The transaction now under consideration had been entered into by both parties ignorant of the removal of the restrictions.
On a suit brought by Lapeyre in the Court of Claims, to recover the proceeds of the 119 bales which had been sold by the United States, the question arose whether this instrument, prior to its being published anywhere, or in form otherwise than as mentioned, had the force and effect of a proclamation. The Court of Claims was of opinion that it had not; and decided against Lapeyre. He now brought the case here for review.
Mr. P. Phillips, for the appellant; a brief of Messrs. H. H. Blackburn, W. H. Lamon, and C. E. Hovey, being filed on the same side:
The prohibition of commercial intercourse provided for by the act of 1861, continued only so long as hostilities existed, and was to end when they ceased. The proclamation of the President declared that they had ended on 10th May, 1865.
The ground for taking from owners of property the one-fourth of its value, was, that the condition of hostilities deprived them of the right to sell it, and the one-fourth was the consideration for the special privilege to do so. As soon as hostilities ceased, the rights of commercial intercourse returned, and there was no longer any consideration upon which the claim of the one-fourth could be rested. The two proclamations were issued but to give full effect to this result of the law of July 2d, 1864. They were a formal notification that the prohibition under that act no longer remained.

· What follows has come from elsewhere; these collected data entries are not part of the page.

//! Page metadata: title, description, Open Graph, Twitter Card and
//! canonical link entries.
//!
//! Entry order is part of the output contract. Head renderers emit the
//! entries in sequence, and crawlers treat reordered or duplicated tags as
//! different pages.

use crate::config::Config;
use crate::escape::html_escape;
use serde::{Deserialize, Serialize};

/// One `<head>` entry
#[derive(Debug, Clone, PartialEq, Eq, Serialize, Deserialize)]
#[serde(untagged)]
pub enum MetadataEntry {
    Title {
        title: String,
    },
    Name {
        name: String,
        content: String,
    },
    Property {
        property: String,
        content: String,
    },
    Link {
        #[serde(rename = "tagName")]
        tag_name: String,
        rel: String,
        href: String,
    },
}

impl MetadataEntry {
    fn name(name: &str, content: impl Into<String>) -> Self {
        Self::Name {
            name: name.to_string(),
            content: content.into(),
        }
    }

    fn property(property: &str, content: impl Into<String>) -> Self {
        Self::Property {
            property: property.to_string(),
            content: content.into(),
        }
    }

    /// Render as an HTML head element
    pub fn to_html(&self) -> String {
        match self {
            Self::Title { title } => format!("<title>{}</title>", html_escape(title)),
            Self::Name { name, content } => format!(
                r#"<meta name="{}" content="{}">"#,
                html_escape(name),
                html_escape(content)
            ),
            Self::Property { property, content } => format!(
                r#"<meta property="{}" content="{}">"#,
                html_escape(property),
                html_escape(content)
            ),
            Self::Link {
                tag_name,
                rel,
                href,
            } => format!(
                r#"<{} rel="{}" href="{}">"#,
                html_escape(tag_name),
                html_escape(rel),
                html_escape(href)
            ),
        }
    }
}

/// Render a metadata sequence as head markup, one element per line
pub fn render_head(entries: &[MetadataEntry]) -> String {
    entries
        .iter()
        .map(MetadataEntry::to_html)
        .collect::<Vec<_>>()
        .join("\n")
}

#[derive(Debug, Clone, Default)]
pub struct MetadataOptions {
    /// Site-relative path of the page; defaults to `/`
    pub canonical_path: Option<String>,

    /// Preview image: absolute URL, or a site path joined to the base URL.
    /// Defaults to the generated `/image?title=` endpoint.
    pub image_url: Option<String>,
}

impl MetadataOptions {
    pub fn canonical(path: impl Into<String>) -> Self {
        Self {
            canonical_path: Some(path.into()),
            image_url: None,
        }
    }
}

/// Builds the metadata sequence for a page
#[derive(Debug, Clone)]
pub struct MetadataBuilder {
    base_url: String,
    twitter_site: String,
    image_width: u32,
    image_height: u32,
}

impl MetadataBuilder {
    pub fn new(base_url: impl Into<String>, twitter_site: impl Into<String>) -> Self {
        Self {
            base_url: base_url.into(),
            twitter_site: twitter_site.into(),
            image_width: 1200,
            image_height: 630,
        }
    }

    pub fn from_config(config: &Config) -> Self {
        Self::new(config.base_url(), config.site.twitter.clone())
            .with_image_size(config.image.width, config.image.height)
    }

    pub fn with_image_size(mut self, width: u32, height: u32) -> Self {
        self.image_width = width;
        self.image_height = height;
        self
    }

    /// URL of the generated social image for `title`.
    ///
    /// Every byte outside `A-Za-z0-9-._~` is percent-encoded, including
    /// `!'()*`, so `Hello!` becomes `Hello%21`. The image endpoint decodes
    /// both forms identically.
    pub fn social_image_url(&self, title: &str) -> String {
        format!("{}/image?title={}", self.base_url, urlencoding::encode(title))
    }

    /// Build the ordered metadata entries.
    ///
    /// The canonical URL is the base URL followed by the canonical path
    /// verbatim; paths must already be normalised.
    pub fn build(
        &self,
        title: &str,
        description: &str,
        opts: &MetadataOptions,
    ) -> Vec<MetadataEntry> {
        let canonical_path = opts.canonical_path.as_deref().unwrap_or("/");
        let canonical_url = format!("{}{}", self.base_url, canonical_path);
        let image_url = match opts.image_url.as_deref() {
            Some(url) if url.starts_with("http://") || url.starts_with("https://") => {
                url.to_string()
            }
            Some(path) => format!("{}{}", self.base_url, path),
            None => self.social_image_url(title),
        };

        vec![
            MetadataEntry::Title {
                title: title.to_string(),
            },
            MetadataEntry::name("description", description),
            // Open Graph
            MetadataEntry::property("og:type", "website"),
            MetadataEntry::property("og:url", canonical_url.as_str()),
            MetadataEntry::property("og:title", title),
            MetadataEntry::property("og:description", description),
            MetadataEntry::property("og:image", image_url.as_str()),
            MetadataEntry::property("og:image:width", self.image_width.to_string()),
            MetadataEntry::property("og:image:height", self.image_height.to_string()),
            MetadataEntry::property("og:image:alt", title),
            // Twitter
            MetadataEntry::name("twitter:card", "summary_large_image"),
            MetadataEntry::name("twitter:site", self.twitter_site.as_str()),
            MetadataEntry::name("twitter:title", title),
            MetadataEntry::name("twitter:description", description),
            MetadataEntry::name("twitter:image", image_url.as_str()),
            MetadataEntry::name("twitter:image:alt", title),
            // Canonical
            MetadataEntry::Link {
                tag_name: "link".into(),
                rel: "canonical".into(),
                href: canonical_url,
            },
        ]
    }
}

The department, charged with the execution of the laws respecting such purchases, has given its construction, and holds that these proclamations operate from their date.
The judgment should in any event be reversed, for the parties acted under a mistake of fact against which equity will relieve.6
Independently of all this, the present is not a case where a penalty is imposed, and where natural feelings of justice would influence the court to seek escape from inflicting punishment on parties for an act which they believed to be innocent. To the contrary, giving effect to this act from its date restores the party to a right which, in justice, he is entitled to, and which the law of the land intended to confer upon him.
If the matter is placed on technical grounds, the wellknown case of Marbury v. Madison,7 may be relied on.
Mr. G. H. Williams, Attorney-General, and Mr. C. H. Hill, Assistant Attorney-General, contra.
Mr. Justice SWAYNE delivered the judgment of the court.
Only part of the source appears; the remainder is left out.